Adobe haciendas and ranch houses sprinkled throughout the rolling hills of North San Diego County serve as enduring reminders of the region’s Spanish-Mexican rancho heritage.
Much of our local adobe rancho history has crumbled into ruins, a trend that changed course at the turn of the 20th century, when gentleman farmers looking to escape urban life moved into the area to plant citrus groves in Escondido and develop equestrian facilities in Rancho Santa Fe. With a renewed interest in a simple life where handicraft and living close to nature was emphasized, landowners and their architects restored abandoned adobe structures and built new hacienda-style and Spanish Revival homes using bricks of native adobe mud.
The popularity of adobe ranch homes enjoyed another revival in the 1950s, though smaller in scale and in urban and suburban settings. The romance of these adobe homes is represented by the use of rough-cut beams, tile roofs, practical floorplans and commanding views.
Modern adobe construction wasn’t rare in San Diego’s North County, but it also wasn’t common — until a revival in the late 1940s. In the mid-20th century, it became so popular in the region that today the Escondido area has the highest concentration of adobe homes and structures anywhere in the country outside of New Mexico.
Given the thermal properties of thick adobe wall construction, which allows for less use of energy for cooling and heating, adobe builders were creating environmentally friendly “green” homes well before there was a call for such a thing.
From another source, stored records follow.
use thiserror::Error;

/// Errors returned by the outbound HTTP collaborators.
#[derive(Debug, Error)]
pub enum ClientError {
    /// Network, TLS or non-2xx failure from the underlying HTTP client.
    #[error("HTTP error: {0}")]
    Http(#[from] reqwest::Error),

    /// The service answered 2xx with a body we cannot use.
    #[error("invalid response from {service}: {reason}")]
    InvalidResponse {
        service: &'static str,
        reason: String,
    },

    /// An embedding of the wrong length; the store only holds one dimensionality.
    #[error("embedding has {actual} dimensions, expected {expected}")]
    Dimension { expected: usize, actual: usize },

    #[error("invalid client configuration: {0}")]
    Config(String),

    #[error("webhook lookup failed: {0}")]
    Lookup(#[from] adsignal_db::DbError),
}
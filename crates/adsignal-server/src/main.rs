mod api;
mod middleware;

use std::sync::Arc;

use adsignal_clients::{EmbeddingClient, NarrativeClient, WebhookDispatcher};
use adsignal_db::PgStore;
use adsignal_engine::DetectorSettings;
use tracing_subscriber::EnvFilter;

use crate::{
    api::{build_app, default_rate_limit_state, AppState},
    middleware::AuthState,
};

#[tokio::main]
async fn main() -> anyhow::Result<()> {
    dotenvy::dotenv().ok();
    let config = adsignal_core::load_app_config()?;
    let env_filter = EnvFilter::try_from_default_env()
        .or_else(|_| EnvFilter::try_new(config.log_level.clone()))?;
    tracing_subscriber::fmt().with_env_filter(env_filter).init();

    let pool_config = adsignal_db::PoolConfig::from_app_config(&config);
    let pool = adsignal_db::connect_pool(&config.database_url, pool_config).await?;
    let applied = adsignal_db::run_migrations(&pool).await?;
    tracing::info!(applied, "migrations up to date");

    let store = Arc::new(PgStore::new(pool.clone()));
    let state = AppState {
        records: store.clone(),
        reports: store,
        embedder: Arc::new(EmbeddingClient::from_app_config(&config)?),
        webhooks: Arc::new(WebhookDispatcher::new(
            pool.clone(),
            config.external_timeout_secs,
        )?),
        narrator: Arc::new(NarrativeClient::from_app_config(&config)?),
        detector: DetectorSettings::from_app_config(&config),
        pool: Some(pool),
    };

    let auth = AuthState::from_env(matches!(
        config.env,
        adsignal_core::Environment::Development
    ))?;
    let app = build_app(state, auth, default_rate_limit_state());

    tracing::info!(bind_addr = %config.bind_addr, env = %config.env, "adsignal-server listening");
    let listener = tokio::net::TcpListener::bind(config.bind_addr).await?;
    axum::serve(listener, app)
        .with_graceful_shutdown(shutdown_signal())
        .await?;
    Ok(())
}

async fn shutdown_signal() {
    let ctrl_c = async {
        tokio::signal::ctrl_c()
            .await
            .expect("failed to listen for ctrl-c");
    };

    #[cfg(unix)]
    let terminate = async {
        tokio::signal::unix::signal(tokio::signal::unix::SignalKind::terminate())
            .expect("failed to install signal handler")
            .recv()
            .await;
    };

    #[cfg(not(unix))]
    let terminate = std::future::pending::<()>();

    tokio::select! {
        () = ctrl_c => {},
        () = terminate => {},
    }

    tracing::info!("received shutdown signal, starting graceful shutdown");
}
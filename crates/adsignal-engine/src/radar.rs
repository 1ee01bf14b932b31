//! Trend radar: rising and falling attribute values between two windows.

use adsignal_core::{Exemplar, FieldDescriptor, Record, RADAR_FIELDS};
use chrono::{DateTime, Utc};
use serde::Serialize;

use crate::aggregate::{aggregate, AttributeTally, FieldTally, Totals};
use crate::error::EngineError;
use crate::store::{RecordQuery, RecordStore};
use crate::window::{clamp_radar_days, WindowPair, RADAR_DEFAULT_DAYS};

pub const TOP_MIN: usize = 3;
pub const TOP_MAX: usize = 10;
pub const TOP_DEFAULT: usize = 6;

/// Minimum count in the relevant window before a value may rise or fall.
pub const NOISE_FLOOR: u32 = 2;

/// Numeric stand-in for [`Shift::Emerged`] on the wire. Not a percentage.
pub const EMERGED_SHIFT: i64 = 999;

/// Change of a value's usage from baseline to recent.
#[derive(Debug, Clone, Copy, PartialEq, Eq)]
pub enum Shift {
    /// Percent change, rounded half-up.
    Measured(i64),
    /// No baseline history but present in the recent window.
    Emerged,
}

impl Shift {
    #[must_use]
    pub fn between(recent: u32, baseline: u32) -> Self {
        if baseline == 0 {
            if recent > 0 {
                Shift::Emerged
            } else {
                Shift::Measured(0)
            }
        } else {
            let change =
                (f64::from(recent) - f64::from(baseline)) / f64::from(baseline) * 100.0;
            Shift::Measured(round_half_up(change))
        }
    }

    /// Sort key and wire value; `Emerged` maps to [`EMERGED_SHIFT`].
    #[must_use]
    pub fn percent(self) -> i64 {
        match self {
            Shift::Measured(p) => p,
            Shift::Emerged => EMERGED_SHIFT,
        }
    }

    #[must_use]
    pub fn is_emerged(self) -> bool {
        matches!(self, Shift::Emerged)
    }
}

/// Round to the nearest integer with halves going toward positive infinity.
#[allow(clippy::cast_possible_truncation)]
pub(crate) fn round_half_up(x: f64) -> i64 {
    (x + 0.5).floor() as i64
}

/// One ranked `(field, value)` entry.
#[derive(Debug, Clone, PartialEq, Serialize)]
#[serde(rename_all = "camelCase")]
pub struct Signal {
    pub field: &'static str,
    pub label: &'static str,
    pub value: String,
    pub recent: u32,
    pub baseline: u32,
    /// Percent change; `999` when `emerging` is set.
    pub shift: i64,
    pub emerging: bool,
    pub exemplars_recent: Vec<Exemplar>,
    pub exemplars_baseline: Vec<Exemplar>,
}

impl Signal {
    fn from_tally(field: &FieldDescriptor, tally: &AttributeTally) -> Self {
        let shift = Shift::between(tally.recent, tally.baseline);
        Self {
            field: field.key,
            label: field.label,
            value: tally.value.clone(),
            recent: tally.recent,
            baseline: tally.baseline,
            shift: shift.percent(),
            emerging: shift.is_emerged(),
            exemplars_recent: tally.exemplars_recent.clone(),
            exemplars_baseline: tally.exemplars_baseline.clone(),
        }
    }
}

#[derive(Debug, Clone, PartialEq, Serialize)]
pub struct FieldRadar {
    pub field: &'static str,
    pub label: &'static str,
    pub rising: Vec<Signal>,
    pub falling: Vec<Signal>,
}

/// Rank one field's tallies.
///
/// Rising: `recent >= 2`, shift descending. Falling: `baseline >= 2`, shift
/// ascending. Both truncated to `top_n`; equal shifts keep first-seen order.
#[must_use]
pub fn rank_field(field_tally: &FieldTally, top_n: usize) -> FieldRadar {
    let field = &field_tally.field;
    let entries: Vec<Signal> = field_tally
        .tallies()
        .iter()
        .map(|t| Signal::from_tally(field, t))
        .collect();

    let mut rising: Vec<Signal> = entries
        .iter()
        .filter(|s| s.recent >= NOISE_FLOOR)
        .cloned()
        .collect();
    rising.sort_by(|a, b| b.shift.cmp(&a.shift));
    rising.truncate(top_n);

    let mut falling: Vec<Signal> = entries
        .into_iter()
        .filter(|s| s.baseline >= NOISE_FLOOR)
        .collect();
    falling.sort_by(|a, b| a.shift.cmp(&b.shift));
    falling.truncate(top_n);

    FieldRadar {
        field: field.key,
        label: field.label,
        rising,
        falling,
    }
}

/// Normalized radar request.
#[derive(Debug, Clone, PartialEq, Eq)]
pub struct RadarParams {
    pub days: i64,
    pub category: Option<String>,
    pub top_n: usize,
}

impl RadarParams {
    /// Apply defaults and clamp; never fails.
    #[must_use]
    pub fn new(days: Option<i64>, category: Option<String>, top: Option<i64>) -> Self {
        let top_n = top.map_or(TOP_DEFAULT, |t| {
            usize::try_from(t.max(0)).unwrap_or(TOP_MAX).clamp(TOP_MIN, TOP_MAX)
        });
        Self {
            days: clamp_radar_days(days.unwrap_or(RADAR_DEFAULT_DAYS)),
            category: category.filter(|c| !c.trim().is_empty()),
            top_n,
        }
    }
}

impl Default for RadarParams {
    fn default() -> Self {
        Self::new(None, None, None)
    }
}

#[derive(Debug, Clone, Copy, PartialEq, Eq, Serialize)]
pub struct RadarWindow {
    pub start: DateTime<Utc>,
    pub mid: DateTime<Utc>,
}

#[derive(Debug, Clone, PartialEq, Serialize)]
#[serde(rename_all = "camelCase")]
pub struct RadarReport {
    pub days: i64,
    pub category: Option<String>,
    pub sample_size: usize,
    pub window: RadarWindow,
    pub totals: Totals,
    pub radar: Vec<FieldRadar>,
}

/// Build the radar over already-fetched records. Pure and deterministic.
#[must_use]
pub fn build_radar(records: &[Record], params: &RadarParams, windows: &WindowPair) -> RadarReport {
    let aggregation = aggregate(records, &RADAR_FIELDS, windows);
    let radar = aggregation
        .fields
        .iter()
        .map(|f| rank_field(f, params.top_n))
        .collect();

    RadarReport {
        days: params.days,
        category: params.category.clone(),
        sample_size: aggregation.totals.total,
        window: RadarWindow {
            start: windows.start(),
            mid: windows.cutoff(),
        },
        totals: aggregation.totals,
        radar,
    }
}

/// Fetch the range from the store and build the radar.
///
/// # Errors
///
/// Returns [`EngineError::Store`] if the range read fails; no partial output.
pub async fn run_radar<S>(
    store: &S,
    params: &RadarParams,
    now: DateTime<Utc>,
) -> Result<RadarReport, EngineError>
where
    S: RecordStore + ?Sized,
{
    let windows = WindowPair::radar(now, params.days);
    let query = RecordQuery {
        since: windows.start(),
        until: windows.end(),
        category: params.category.clone(),
    };
    let records = store.processed_records(&query).await?;
    tracing::info!(
        days = params.days,
        category = params.category.as_deref().unwrap_or("*"),
        records = records.len(),
        "radar: aggregating"
    );
    Ok(build_radar(&records, params, &windows))
}
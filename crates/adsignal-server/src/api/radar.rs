use axum::{
    extract::{Query, State},
    Extension, Json,
};
use chrono::Utc;
use serde::Deserialize;

use adsignal_engine::{run_radar, RadarParams, RadarReport};

use crate::middleware::RequestId;

use super::{map_engine_error, ApiError, AppState};

/// Raw query params; anything unparsable falls back to the default.
#[derive(Debug, Default, Deserialize)]
pub(super) struct RadarQuery {
    pub days: Option<String>,
    pub category: Option<String>,
    pub top: Option<String>,
}

impl RadarQuery {
    pub(super) fn params(&self) -> RadarParams {
        RadarParams::new(
            self.days.as_deref().and_then(parse_int_prefix),
            self.category.clone(),
            self.top.as_deref().and_then(parse_int_prefix),
        )
    }
}

/// Leading optional sign and digits, so `"14.5"` reads as 14 and `"30d"` as 30.
///
/// Digit runs beyond `i64` saturate, so huge values still clamp downstream.
pub(super) fn parse_int_prefix(raw: &str) -> Option<i64> {
    let s = raw.trim();
    let negative = s.starts_with('-');
    let sign_len = usize::from(s.starts_with(['-', '+']));
    let digits = s[sign_len..]
        .bytes()
        .take_while(u8::is_ascii_digit)
        .count();
    if digits == 0 {
        return None;
    }
    let saturated = if negative { i64::MIN } else { i64::MAX };
    Some(s[..sign_len + digits].parse().unwrap_or(saturated))
}

pub(super) async fn get_radar(
    State(state): State<AppState>,
    Extension(req_id): Extension<RequestId>,
    Query(query): Query<RadarQuery>,
) -> Result<Json<RadarReport>, ApiError> {
    let params = query.params();
    let report = run_radar(state.records.as_ref(), &params, Utc::now())
        .await
        .map_err(|e| map_engine_error(req_id.0, &e))?;
    Ok(Json(report))
}
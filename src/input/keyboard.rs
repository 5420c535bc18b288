use serde::{Deserialize, Serialize};

/// Movement actions that can be bound to keys.
///
/// Serde serializes as `snake_case` strings so TOML presets stay readable:
/// ```toml
/// [movement_keys]
/// forward = "KeyW"
/// strafe_left = "KeyA"
/// ```
#[derive(Debug, Clone, Copy, PartialEq, Eq, Hash, Serialize, Deserialize)]
#[serde(rename_all = "snake_case")]
pub enum MoveAction {
    /// Walk along the view direction.
    Forward,
    /// Walk against the view direction.
    Back,
    /// Strafe towards the camera's left.
    StrafeLeft,
    /// Strafe towards the camera's right.
    StrafeRight,
}
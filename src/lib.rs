// -- Lint policy ---------------------------------------------------------
// This is the single source of truth for crate-wide lints.

// Broad lint groups
#![deny(clippy::all)]
#![deny(clippy::pedantic)]
#![deny(clippy::nursery)]
// Documentation
#![deny(missing_docs)]
#![deny(rustdoc::broken_intra_doc_links)]
#![deny(rustdoc::private_intra_doc_links)]
#![deny(rustdoc::bare_urls)]
// No panicking in library code
#![deny(clippy::unwrap_used)]
#![deny(clippy::expect_used)]
#![deny(clippy::panic)]
#![deny(clippy::todo)]
#![deny(clippy::unimplemented)]
// No debug/print artifacts
#![deny(clippy::dbg_macro)]
#![deny(clippy::print_stdout)]
#![deny(clippy::print_stderr)]
// Import hygiene
#![deny(clippy::wildcard_imports)]
// Function signature hygiene
#![deny(clippy::too_many_arguments)]
#![deny(clippy::fn_params_excessive_bools)]
// Clone / pass-by-value hygiene
#![deny(clippy::needless_pass_by_value)]
#![deny(clippy::implicit_clone)]
// String hygiene
#![deny(clippy::inefficient_to_string)]
#![deny(clippy::redundant_closure_for_method_calls)]
#![deny(clippy::manual_string_new)]
#![deny(clippy::str_to_string)]
// Unused / redundant code
#![deny(unused_results)]
#![deny(unused_qualifications)]
// Cast hygiene
#![deny(trivial_casts)]
#![deny(trivial_numeric_casts)]
// Tests unwrap freely
#![cfg_attr(test, allow(clippy::unwrap_used))]

//! First-person navigation core for a 3D viewer.
//!
//! Converts raw pointer and keyboard input into a smooth camera orientation
//! and position, and reports when the camera's view ray meets scene
//! geometry.
//!
//! # Key entry points
//!
//! - [`input::InputAggregator`] - per-frame input state and pointer deltas
//! - [`camera::FirstPersonNavigator`] - yaw/pitch look and key-driven walking
//! - [`proximity::ProximityDetector`] - nearest-hit ray tests against
//!   colliding volumes
//! - [`session::NavigationSession`] - owned context wiring all three with a
//!   fixed per-tick order
//! - [`options::Options`] - TOML-backed configuration
//!
//! # Tick order
//!
//! Input events are applied as they arrive. Each frame the host calls
//! [`session::NavigationSession::tick`], which integrates the navigator
//! (consuming that frame's pointer delta), publishes the pose into the
//! host camera, then probes the view ray. A hit comes back as a value; the
//! host decides on the next tick what to do with it.

pub mod camera;
pub mod error;
pub mod input;
pub mod options;
pub mod proximity;
pub mod session;
pub mod util;

pub use error::NavError;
Many of the homes were built with bricks made on site, reducing the need for shipping.
In the early 1980s, the state of California made significant changes to building codes – most notably seismic restrictions – which slowed the adobe building boom. As a result, though homes have been built featuring non-structural adobe brick facades, the era of true adobe home construction came to an end.
Because adobe houses will never be built on a large scale again in California, the collection of existing homes across San Diego’s North County is a finite treasure that requires the stewardship of people willing to maintain these now irreplaceable structures.